Your answer should hold every line of the records below that contains the string "index".

===== Provided entries

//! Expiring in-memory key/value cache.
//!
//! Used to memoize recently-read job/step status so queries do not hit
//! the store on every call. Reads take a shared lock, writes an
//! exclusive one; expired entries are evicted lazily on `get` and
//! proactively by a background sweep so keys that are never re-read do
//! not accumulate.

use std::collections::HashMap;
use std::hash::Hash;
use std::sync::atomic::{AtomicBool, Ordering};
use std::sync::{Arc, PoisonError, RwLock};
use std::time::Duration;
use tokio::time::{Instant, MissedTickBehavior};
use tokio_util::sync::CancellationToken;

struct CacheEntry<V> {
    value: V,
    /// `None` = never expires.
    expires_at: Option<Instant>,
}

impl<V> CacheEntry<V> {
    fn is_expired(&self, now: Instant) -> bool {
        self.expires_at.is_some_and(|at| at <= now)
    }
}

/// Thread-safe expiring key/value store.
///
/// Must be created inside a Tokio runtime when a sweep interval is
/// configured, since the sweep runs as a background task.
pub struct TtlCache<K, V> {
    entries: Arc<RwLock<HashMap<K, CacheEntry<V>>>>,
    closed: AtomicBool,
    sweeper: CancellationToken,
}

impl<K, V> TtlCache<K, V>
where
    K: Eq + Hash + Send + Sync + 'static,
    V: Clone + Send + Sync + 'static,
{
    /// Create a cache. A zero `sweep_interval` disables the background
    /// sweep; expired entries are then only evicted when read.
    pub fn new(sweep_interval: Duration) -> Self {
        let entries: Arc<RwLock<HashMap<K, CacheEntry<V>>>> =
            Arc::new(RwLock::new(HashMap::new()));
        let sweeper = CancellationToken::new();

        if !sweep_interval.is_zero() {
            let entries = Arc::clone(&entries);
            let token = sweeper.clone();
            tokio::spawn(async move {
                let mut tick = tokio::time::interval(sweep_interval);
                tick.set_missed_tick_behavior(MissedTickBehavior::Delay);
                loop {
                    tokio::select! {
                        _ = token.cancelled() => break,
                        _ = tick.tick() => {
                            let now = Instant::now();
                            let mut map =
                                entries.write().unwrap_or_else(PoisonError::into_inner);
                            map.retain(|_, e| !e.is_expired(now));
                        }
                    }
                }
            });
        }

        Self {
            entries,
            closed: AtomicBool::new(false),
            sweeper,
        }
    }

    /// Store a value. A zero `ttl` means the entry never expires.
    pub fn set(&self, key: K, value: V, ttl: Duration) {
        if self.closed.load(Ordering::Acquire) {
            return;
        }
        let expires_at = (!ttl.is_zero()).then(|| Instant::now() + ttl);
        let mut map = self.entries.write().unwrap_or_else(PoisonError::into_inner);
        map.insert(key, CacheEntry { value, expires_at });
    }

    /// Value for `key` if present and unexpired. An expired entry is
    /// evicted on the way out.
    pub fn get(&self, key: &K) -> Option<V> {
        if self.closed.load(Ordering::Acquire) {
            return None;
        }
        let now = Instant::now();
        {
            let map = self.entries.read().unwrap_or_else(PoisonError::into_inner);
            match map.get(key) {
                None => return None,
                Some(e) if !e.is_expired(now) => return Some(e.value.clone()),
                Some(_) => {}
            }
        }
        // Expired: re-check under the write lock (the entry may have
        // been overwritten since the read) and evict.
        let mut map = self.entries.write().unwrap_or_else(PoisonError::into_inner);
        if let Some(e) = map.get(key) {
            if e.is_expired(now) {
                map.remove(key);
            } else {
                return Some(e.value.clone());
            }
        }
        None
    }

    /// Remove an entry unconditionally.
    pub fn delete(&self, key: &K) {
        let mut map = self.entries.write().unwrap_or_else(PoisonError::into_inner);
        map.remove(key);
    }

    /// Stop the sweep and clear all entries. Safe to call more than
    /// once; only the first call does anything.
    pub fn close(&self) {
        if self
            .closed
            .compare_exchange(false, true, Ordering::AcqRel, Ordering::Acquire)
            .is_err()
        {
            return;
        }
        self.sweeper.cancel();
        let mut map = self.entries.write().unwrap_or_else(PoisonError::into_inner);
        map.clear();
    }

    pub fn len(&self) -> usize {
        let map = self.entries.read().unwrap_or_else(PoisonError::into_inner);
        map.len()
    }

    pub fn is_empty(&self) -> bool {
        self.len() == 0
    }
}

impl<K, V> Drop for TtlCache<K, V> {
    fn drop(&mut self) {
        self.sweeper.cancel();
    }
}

==========
===== Provided entries

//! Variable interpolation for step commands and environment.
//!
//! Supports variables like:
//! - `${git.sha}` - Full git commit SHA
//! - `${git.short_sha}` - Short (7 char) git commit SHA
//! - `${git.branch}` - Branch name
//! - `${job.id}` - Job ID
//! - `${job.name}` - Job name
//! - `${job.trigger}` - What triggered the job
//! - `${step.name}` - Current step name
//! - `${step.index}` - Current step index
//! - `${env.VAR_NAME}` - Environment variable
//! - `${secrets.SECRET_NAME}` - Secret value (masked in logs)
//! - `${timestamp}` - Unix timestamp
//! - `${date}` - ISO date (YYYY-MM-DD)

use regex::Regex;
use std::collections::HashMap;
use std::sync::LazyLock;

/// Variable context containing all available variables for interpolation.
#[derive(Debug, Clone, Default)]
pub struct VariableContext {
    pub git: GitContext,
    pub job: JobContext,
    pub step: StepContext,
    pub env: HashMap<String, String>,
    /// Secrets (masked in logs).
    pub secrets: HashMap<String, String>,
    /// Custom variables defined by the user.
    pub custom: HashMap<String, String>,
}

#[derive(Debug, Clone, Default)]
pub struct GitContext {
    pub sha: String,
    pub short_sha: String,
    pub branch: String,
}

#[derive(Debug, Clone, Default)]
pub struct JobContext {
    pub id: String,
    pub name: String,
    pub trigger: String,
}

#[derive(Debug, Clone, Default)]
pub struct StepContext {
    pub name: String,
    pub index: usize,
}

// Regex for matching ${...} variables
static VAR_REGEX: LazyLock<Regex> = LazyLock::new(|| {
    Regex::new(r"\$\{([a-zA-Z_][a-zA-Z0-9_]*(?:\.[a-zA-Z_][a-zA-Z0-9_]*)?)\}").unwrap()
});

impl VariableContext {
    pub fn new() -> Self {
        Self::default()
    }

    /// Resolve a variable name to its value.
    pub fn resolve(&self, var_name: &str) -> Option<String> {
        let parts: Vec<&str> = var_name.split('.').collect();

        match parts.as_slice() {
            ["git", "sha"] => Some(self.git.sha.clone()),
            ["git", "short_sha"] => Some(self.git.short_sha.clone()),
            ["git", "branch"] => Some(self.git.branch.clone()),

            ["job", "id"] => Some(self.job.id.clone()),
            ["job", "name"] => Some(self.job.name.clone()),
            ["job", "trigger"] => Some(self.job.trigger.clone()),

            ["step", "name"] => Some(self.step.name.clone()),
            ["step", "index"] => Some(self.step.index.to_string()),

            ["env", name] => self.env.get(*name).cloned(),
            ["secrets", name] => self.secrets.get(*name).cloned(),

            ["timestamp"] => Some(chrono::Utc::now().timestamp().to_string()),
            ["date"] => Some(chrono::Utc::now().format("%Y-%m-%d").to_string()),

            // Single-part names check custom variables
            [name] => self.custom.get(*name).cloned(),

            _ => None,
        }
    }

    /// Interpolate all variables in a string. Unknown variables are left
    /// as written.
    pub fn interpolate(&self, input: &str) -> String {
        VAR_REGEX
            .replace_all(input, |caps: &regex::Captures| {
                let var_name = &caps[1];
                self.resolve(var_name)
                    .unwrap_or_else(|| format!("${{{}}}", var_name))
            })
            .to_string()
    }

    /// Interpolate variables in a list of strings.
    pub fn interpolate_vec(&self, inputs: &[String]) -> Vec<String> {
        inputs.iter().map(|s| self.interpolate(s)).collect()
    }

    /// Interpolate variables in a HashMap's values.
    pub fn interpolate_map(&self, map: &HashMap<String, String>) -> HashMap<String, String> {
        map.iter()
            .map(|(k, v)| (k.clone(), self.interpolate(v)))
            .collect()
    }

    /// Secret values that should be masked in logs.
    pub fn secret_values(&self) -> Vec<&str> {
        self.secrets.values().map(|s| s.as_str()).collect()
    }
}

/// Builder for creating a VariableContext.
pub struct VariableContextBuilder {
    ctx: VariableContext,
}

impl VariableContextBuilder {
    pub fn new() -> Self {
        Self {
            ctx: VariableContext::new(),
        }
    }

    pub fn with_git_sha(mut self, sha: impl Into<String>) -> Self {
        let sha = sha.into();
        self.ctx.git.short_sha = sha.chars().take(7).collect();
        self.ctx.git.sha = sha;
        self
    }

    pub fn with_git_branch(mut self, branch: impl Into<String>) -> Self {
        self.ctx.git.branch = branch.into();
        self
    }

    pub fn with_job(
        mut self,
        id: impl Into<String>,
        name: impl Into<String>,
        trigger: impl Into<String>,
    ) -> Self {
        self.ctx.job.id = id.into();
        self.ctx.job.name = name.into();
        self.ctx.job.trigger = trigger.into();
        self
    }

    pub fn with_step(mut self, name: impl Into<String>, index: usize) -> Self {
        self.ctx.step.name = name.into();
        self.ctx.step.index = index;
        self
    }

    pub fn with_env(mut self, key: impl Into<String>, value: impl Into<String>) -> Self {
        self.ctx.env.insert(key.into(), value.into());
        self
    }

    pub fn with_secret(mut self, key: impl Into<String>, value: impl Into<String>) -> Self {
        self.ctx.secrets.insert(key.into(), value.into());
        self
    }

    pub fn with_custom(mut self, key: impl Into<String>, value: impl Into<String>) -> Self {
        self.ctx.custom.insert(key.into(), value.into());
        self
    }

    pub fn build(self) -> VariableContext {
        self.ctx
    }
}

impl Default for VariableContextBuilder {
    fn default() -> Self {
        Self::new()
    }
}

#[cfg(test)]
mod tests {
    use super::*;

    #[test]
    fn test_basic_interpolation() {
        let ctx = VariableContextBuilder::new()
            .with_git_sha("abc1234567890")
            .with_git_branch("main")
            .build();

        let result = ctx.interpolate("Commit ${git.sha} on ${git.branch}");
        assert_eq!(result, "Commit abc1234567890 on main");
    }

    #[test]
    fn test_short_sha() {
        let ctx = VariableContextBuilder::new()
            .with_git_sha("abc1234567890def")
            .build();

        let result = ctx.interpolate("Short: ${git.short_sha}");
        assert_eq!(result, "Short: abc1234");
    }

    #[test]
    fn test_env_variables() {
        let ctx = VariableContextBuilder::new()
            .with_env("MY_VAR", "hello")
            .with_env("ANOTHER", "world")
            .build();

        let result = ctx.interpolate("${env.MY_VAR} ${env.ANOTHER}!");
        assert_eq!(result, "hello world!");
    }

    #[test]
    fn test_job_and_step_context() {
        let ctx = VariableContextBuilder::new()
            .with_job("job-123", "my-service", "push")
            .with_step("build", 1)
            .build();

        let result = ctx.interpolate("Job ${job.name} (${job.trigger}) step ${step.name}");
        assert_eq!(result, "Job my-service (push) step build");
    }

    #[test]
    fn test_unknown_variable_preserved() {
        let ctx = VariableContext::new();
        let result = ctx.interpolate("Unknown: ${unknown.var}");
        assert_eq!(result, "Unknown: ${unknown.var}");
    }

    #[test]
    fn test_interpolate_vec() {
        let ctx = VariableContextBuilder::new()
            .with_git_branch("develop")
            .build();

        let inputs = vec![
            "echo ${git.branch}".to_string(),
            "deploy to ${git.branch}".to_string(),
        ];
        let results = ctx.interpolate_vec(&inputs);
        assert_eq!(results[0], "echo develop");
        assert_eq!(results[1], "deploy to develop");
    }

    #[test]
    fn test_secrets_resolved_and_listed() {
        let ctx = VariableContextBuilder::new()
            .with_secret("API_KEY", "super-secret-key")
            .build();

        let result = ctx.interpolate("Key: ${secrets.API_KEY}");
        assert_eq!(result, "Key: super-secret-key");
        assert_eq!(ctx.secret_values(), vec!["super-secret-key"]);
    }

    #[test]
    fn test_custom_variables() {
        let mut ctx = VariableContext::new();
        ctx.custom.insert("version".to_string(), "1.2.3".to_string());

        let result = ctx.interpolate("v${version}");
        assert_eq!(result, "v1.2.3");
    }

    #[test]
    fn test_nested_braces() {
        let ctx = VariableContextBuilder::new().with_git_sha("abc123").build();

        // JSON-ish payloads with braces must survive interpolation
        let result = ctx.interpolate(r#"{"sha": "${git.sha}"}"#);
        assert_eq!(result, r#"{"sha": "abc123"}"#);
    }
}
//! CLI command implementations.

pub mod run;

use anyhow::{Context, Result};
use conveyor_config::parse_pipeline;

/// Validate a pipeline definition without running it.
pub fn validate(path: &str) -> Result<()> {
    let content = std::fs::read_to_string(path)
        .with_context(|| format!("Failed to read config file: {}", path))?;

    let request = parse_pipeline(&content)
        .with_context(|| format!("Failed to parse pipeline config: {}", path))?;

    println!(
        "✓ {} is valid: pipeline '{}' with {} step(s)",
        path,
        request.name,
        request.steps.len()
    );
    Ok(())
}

==========

Result ▸
//! - `${step.index}` - Current step index
    pub index: usize,
            ["step", "index"] => Some(self.step.index.to_string()),
    pub fn with_step(mut self, name: impl Into<String>, index: usize) -> Self {
        self.ctx.step.index = index;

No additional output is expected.